According to the study published in the journal Earth and Planetary Science Letters, the liquidized carbonate rocks sprawl over 1.8 million square kilometers. Hier-Majumder said the reservoir contains an extremely high amount of carbon that releasing only 1 percent of its total amount is equal to burning 2.3 trillion of oil barrels.

Hier-Majumder said the reservoir is a result of tectonic plates of the Pacific Ocean getting forced underneath the western U.S. The movement resulted to partial melting of minerals from the plates which contain carbon dioxide and hydrogen dioxide.

In order to get an idea of the reservoir's physical characteristics, the team used group sensors (because they could not drill into the site) and interpreted their collected data via mathematical equations.
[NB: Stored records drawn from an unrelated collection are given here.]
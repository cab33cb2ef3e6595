// SPDX-License-Identifier: MIT OR Apache-2.0
//! Selection grouping for the stagger gesture.
//!
//! Selected keyframes are partitioned into ordered groups; a group's
//! 0-based index is its stagger multiplier. Grouping happens once per
//! gesture and is immutable for the life of the session.

use crate::host::KeyHandle;
use indexmap::IndexMap;
use keystagger_timeline::{ChannelId, OwnerId};
use rand::rngs::StdRng;
use rand::seq::SliceRandom;
use rand::SeedableRng;
use serde::{Deserialize, Serialize};

/// Grouping unit for the stagger
#[derive(Debug, Clone, Copy, PartialEq, Eq, Default, Serialize, Deserialize)]
pub enum GroupingMode {
    /// One group per channel
    #[default]
    PerChannel,
    /// One group per owning object/bone; all of an owner's channels
    /// collapse into one group
    PerOwner,
}

impl GroupingMode {
    /// The opposite grouping unit
    pub fn inverted(self) -> Self {
        match self {
            Self::PerChannel => Self::PerOwner,
            Self::PerOwner => Self::PerChannel,
        }
    }
}

/// Ordering of groups along the stair
#[derive(Debug, Clone, Copy, PartialEq, Eq, Default, Serialize, Deserialize)]
pub enum OrderingMode {
    /// Ascending by each group's minimum outliner position
    #[default]
    OutlinerOrder,
    /// Ascending by each group's earliest selected keyframe time
    EarliestTime,
}

/// Final arrangement of the sorted group sequence along the stair
#[derive(Debug, Clone, Copy, PartialEq, Eq, Default, Serialize, Deserialize)]
pub enum GroupArrangement {
    /// Sorted order as-is
    #[default]
    Forward,
    /// Sorted order reversed, so the last group anchors the stair
    Reverse,
    /// Deterministic shuffle of the sorted order; the same seed over
    /// the same sorted sequence always yields the same arrangement
    Random {
        /// Shuffle seed
        seed: u64,
    },
}

/// Key identifying one group's bucket
#[derive(Debug, Clone, Copy, PartialEq, Eq, Hash)]
pub enum GroupKey {
    /// Grouped by channel
    Channel(ChannelId),
    /// Grouped by owning entity
    Owner(OwnerId),
}

/// An ordered collection of keyframes receiving the same stagger multiple
#[derive(Debug, Clone)]
pub struct Group {
    /// 0-based position in the ordered sequence; the stagger multiplier
    pub index: usize,
    /// Bucket key this group was built from
    pub key: GroupKey,
    /// Member keyframe handles
    pub members: Vec<KeyHandle>,
}

impl Group {
    /// Minimum outliner position over the members
    fn min_outliner_index(&self) -> u32 {
        self.members
            .iter()
            .map(|h| h.outliner_index)
            .min()
            .unwrap_or(u32::MAX)
    }

    /// Earliest original keyframe time over the members
    fn earliest_time(&self) -> f32 {
        self.members
            .iter()
            .map(|h| h.time)
            .fold(f32::INFINITY, f32::min)
    }
}

/// Partition selected keyframes into ordered groups using one grouping
/// unit for the whole selection.
///
/// Empty input yields an empty sequence and the gesture is a no-op.
pub fn group_selection(
    handles: &[KeyHandle],
    mode: GroupingMode,
    ordering: OrderingMode,
) -> Vec<Group> {
    bucket_and_order(handles, ordering, |handle| match mode {
        GroupingMode::PerChannel => GroupKey::Channel(handle.channel),
        GroupingMode::PerOwner => GroupKey::Owner(handle.owner),
    })
}

/// Partition with per-channel auto-detection of the grouping unit.
///
/// A handle whose channel header is selected as a whole resolves
/// per-channel; otherwise per-owner. `invert` flips the resolved choice,
/// so the explicit modifier always has the final say over the detection.
pub fn group_selection_auto(
    handles: &[KeyHandle],
    invert: bool,
    ordering: OrderingMode,
) -> Vec<Group> {
    bucket_and_order(handles, ordering, |handle| {
        let mut mode = if handle.header_selected {
            GroupingMode::PerChannel
        } else {
            GroupingMode::PerOwner
        };
        if invert {
            mode = mode.inverted();
        }
        match mode {
            GroupingMode::PerChannel => GroupKey::Channel(handle.channel),
            GroupingMode::PerOwner => GroupKey::Owner(handle.owner),
        }
    })
}

/// Bucket handles by key, order the buckets, assign stagger indices.
///
/// The bucket map is insertion-ordered and both sorts are stable, so
/// ties resolve to the first-encountered key.
fn bucket_and_order(
    handles: &[KeyHandle],
    ordering: OrderingMode,
    key_of: impl Fn(&KeyHandle) -> GroupKey,
) -> Vec<Group> {
    let mut buckets: IndexMap<GroupKey, Vec<KeyHandle>> = IndexMap::new();
    for handle in handles {
        buckets.entry(key_of(handle)).or_default().push(*handle);
    }

    let mut groups: Vec<Group> = buckets
        .into_iter()
        .map(|(key, members)| Group {
            index: 0,
            key,
            members,
        })
        .collect();

    match ordering {
        OrderingMode::OutlinerOrder => {
            groups.sort_by_key(Group::min_outliner_index);
        }
        OrderingMode::EarliestTime => {
            groups.sort_by(|a, b| {
                a.earliest_time()
                    .total_cmp(&b.earliest_time())
                    .then_with(|| a.min_outliner_index().cmp(&b.min_outliner_index()))
            });
        }
    }

    for (index, group) in groups.iter_mut().enumerate() {
        group.index = index;
    }
    groups
}

/// Rearrange an ordered group sequence in place and reassign stagger
/// indices.
///
/// Permutes exactly the sequence it is given. Callers that reshuffle
/// with a new seed must rearrange a fresh copy of the sorted base
/// sequence, not a previous shuffle.
pub fn arrange_groups(groups: &mut [Group], arrangement: GroupArrangement) {
    match arrangement {
        GroupArrangement::Forward => {}
        GroupArrangement::Reverse => groups.reverse(),
        GroupArrangement::Random { seed } => {
            let mut rng = StdRng::seed_from_u64(seed);
            groups.shuffle(&mut rng);
        }
    }
    for (index, group) in groups.iter_mut().enumerate() {
        group.index = index;
    }
}
//! Centralized error type for the login action.
//!
//! Every failure is classified into one of three kinds so callers can decide
//! how to surface it: validation problems abort the step before any network
//! call, transport errors carry the server's response for diagnostics, and
//! everything else is reported by message only.

use thiserror::Error;

/// Coarse classification of an [`ActionError`].
#[derive(Debug, Clone, Copy, PartialEq, Eq)]
pub enum ErrorKind {
    /// Empty or out-of-enumeration input.
    Validation,
    /// The server answered with a non-success status.
    Transport,
    /// Anything else.
    Generic,
}

/// Common error type for action operations.
#[derive(Error, Debug)]
pub enum ActionError {
    /// A required value was empty or absent
    #[error("{0} is required")]
    Required(String),

    /// A value is not a member of its enumeration
    #[error("Invalid {field}: {value}")]
    InvalidValue {
        /// Human-readable name of the offending field
        field: String,
        /// The rejected value
        value: String,
    },

    /// Malformed or missing configuration
    #[error("Invalid configuration: {0}")]
    InvalidConfig(String),

    /// The server responded with a non-success status
    #[error("Request failed with status code {status}")]
    Response {
        /// HTTP status code
        status: u16,
        /// Decoded response body, if any
        body: Option<serde_json::Value>,
    },

    /// HTTP request failed before a response was received
    #[error("HTTP request failed: {0}")]
    Http(#[from] reqwest::Error),

    /// Serialization/deserialization error
    #[error("Serialization error: {0}")]
    Serialization(#[from] serde_json::Error),

    /// I/O error writing to a runner file
    #[error("I/O error: {0}")]
    Io(#[from] std::io::Error),

    /// A runner command could not be issued
    #[error("Unable to issue command: {0}")]
    Command(String),

    /// Authentication did not yield a usable token
    #[error("Authentication failed: {0}")]
    AuthenticationFailed(String),
}

/// Result type for action operations.
pub type ActionResult<T> = Result<T, ActionError>;

impl ActionError {
    /// Classify this error.
    ///
    /// # Examples
    ///
    /// ```
    /// use action_common::{ActionError, ErrorKind};
    ///
    /// let err = ActionError::required("Export type");
    /// assert_eq!(err.kind(), ErrorKind::Validation);
    ///
    /// let err = ActionError::Response { status: 401, body: None };
    /// assert_eq!(err.kind(), ErrorKind::Transport);
    /// ```
    #[must_use]
    pub const fn kind(&self) -> ErrorKind {
        match self {
            Self::Required(_) | Self::InvalidValue { .. } | Self::InvalidConfig(_) => {
                ErrorKind::Validation
            }
            Self::Response { .. } => ErrorKind::Transport,
            Self::Http(_)
            | Self::Serialization(_)
            | Self::Io(_)
            | Self::Command(_)
            | Self::AuthenticationFailed(_) => ErrorKind::Generic,
        }
    }

    /// Response body, when this is a transport error that carried one.
    #[must_use]
    pub const fn response_body(&self) -> Option<&serde_json::Value> {
        match self {
            Self::Response { body, .. } => body.as_ref(),
            _ => None,
        }
    }

    /// Create a required-value error for the given field.
    #[must_use]
    pub fn required(field: impl Into<String>) -> Self {
        Self::Required(field.into())
    }

    /// Create an invalid-value error.
    #[must_use]
    pub fn invalid_value(field: impl Into<String>, value: impl Into<String>) -> Self {
        Self::InvalidValue {
            field: field.into(),
            value: value.into(),
        }
    }

    /// Create an invalid configuration error with the given message.
    #[must_use]
    pub fn invalid_config(msg: impl Into<String>) -> Self {
        Self::InvalidConfig(msg.into())
    }

    /// Create an authentication failed error.
    #[must_use]
    pub fn auth_failed(msg: impl Into<String>) -> Self {
        Self::AuthenticationFailed(msg.into())
    }
}
//! Mock implementations for testing.
//!
//! This module provides substitutes for the runner host and the OIDC token
//! source so the action can be exercised without a CI runner.

use action_common::{ActionError, ActionHost, ActionResult};
use async_trait::async_trait;
use infisical_client::IdTokenProvider;
use parking_lot::Mutex;
use secrecy::SecretString;
use std::collections::HashMap;

/// A single call made against [`MockActionHost`].
#[derive(Debug, Clone, PartialEq, Eq)]
pub enum HostCall {
    /// `error(message)`
    Error(String),
    /// `info(message)`
    Info(String),
    /// `set_secret(value)`
    SetSecret(String),
    /// `export_variable(name, value)`
    ExportVariable(String, String),
    /// `set_output(name, value)`
    SetOutput(String, String),
}

/// Recording host for testing.
#[derive(Debug, Default)]
pub struct MockActionHost {
    calls: Mutex<Vec<HostCall>>,
    fail_publish: bool,
}

impl MockActionHost {
    /// Create a new mock host.
    #[must_use]
    pub fn new() -> Self {
        Self::default()
    }

    /// Create a mock host whose export and output primitives fail.
    #[must_use]
    pub fn failing() -> Self {
        Self {
            calls: Mutex::new(Vec::new()),
            fail_publish: true,
        }
    }

    /// Get all recorded calls in order.
    #[must_use]
    pub fn calls(&self) -> Vec<HostCall> {
        self.calls.lock().clone()
    }

    /// Messages passed to `error`.
    #[must_use]
    pub fn errors(&self) -> Vec<String> {
        self.calls
            .lock()
            .iter()
            .filter_map(|c| match c {
                HostCall::Error(m) => Some(m.clone()),
                _ => None,
            })
            .collect()
    }

    /// Messages passed to `info`.
    #[must_use]
    pub fn infos(&self) -> Vec<String> {
        self.calls
            .lock()
            .iter()
            .filter_map(|c| match c {
                HostCall::Info(m) => Some(m.clone()),
                _ => None,
            })
            .collect()
    }

    /// Values registered for masking.
    #[must_use]
    pub fn secrets(&self) -> Vec<String> {
        self.calls
            .lock()
            .iter()
            .filter_map(|c| match c {
                HostCall::SetSecret(v) => Some(v.clone()),
                _ => None,
            })
            .collect()
    }

    /// Exported variables, last write wins.
    #[must_use]
    pub fn variables(&self) -> HashMap<String, String> {
        self.calls
            .lock()
            .iter()
            .filter_map(|c| match c {
                HostCall::ExportVariable(k, v) => Some((k.clone(), v.clone())),
                _ => None,
            })
            .collect()
    }

    /// Step outputs, last write wins.
    #[must_use]
    pub fn outputs(&self) -> HashMap<String, String> {
        self.calls
            .lock()
            .iter()
            .filter_map(|c| match c {
                HostCall::SetOutput(k, v) => Some((k.clone(), v.clone())),
                _ => None,
            })
            .collect()
    }

    fn record(&self, call: HostCall) {
        self.calls.lock().push(call);
    }

    fn publish(&self, call: HostCall) -> ActionResult<()> {
        if self.fail_publish {
            return Err(ActionError::Io(std::io::Error::other("mock publish failure")));
        }
        self.record(call);
        Ok(())
    }
}

impl ActionHost for MockActionHost {
    fn error(&self, message: &str) {
        self.record(HostCall::Error(message.to_string()));
    }

    fn info(&self, message: &str) {
        self.record(HostCall::Info(message.to_string()));
    }

    fn set_secret(&self, value: &str) -> ActionResult<()> {
        self.record(HostCall::SetSecret(value.to_string()));
        Ok(())
    }

    fn export_variable(&self, name: &str, value: &str) -> ActionResult<()> {
        self.publish(HostCall::ExportVariable(name.to_string(), value.to_string()))
    }

    fn set_output(&self, name: &str, value: &str) -> ActionResult<()> {
        self.publish(HostCall::SetOutput(name.to_string(), value.to_string()))
    }
}

/// ID token provider returning a fixed token and recording requested audiences.
#[derive(Debug)]
pub struct StaticIdTokenProvider {
    token: String,
    audiences: Mutex<Vec<Option<String>>>,
}

impl StaticIdTokenProvider {
    /// Create a provider that always returns `token`.
    #[must_use]
    pub fn new(token: impl Into<String>) -> Self {
        Self {
            token: token.into(),
            audiences: Mutex::new(Vec::new()),
        }
    }

    /// Audiences requested so far.
    #[must_use]
    pub fn audiences(&self) -> Vec<Option<String>> {
        self.audiences.lock().clone()
    }
}

#[async_trait]
impl IdTokenProvider for StaticIdTokenProvider {
    async fn id_token(&self, audience: Option<&str>) -> ActionResult<SecretString> {
        self.audiences.lock().push(audience.map(String::from));
        Ok(SecretString::from(self.token.clone()))
    }
}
The team said the carbon dioxide from the newly discovered carbon reservoir will slowly be released to the surface through volcanic eruptions. IFL Science notes that the reservoir has a small effect with regard to climate change despite its massive size but has other impacts in the environment.

“We might not think of the deep structure of the Earth as linked to climate change above us, but this discovery not only has implications for subterranean mapping but also for our future atmosphere,” Hier-Majumder added.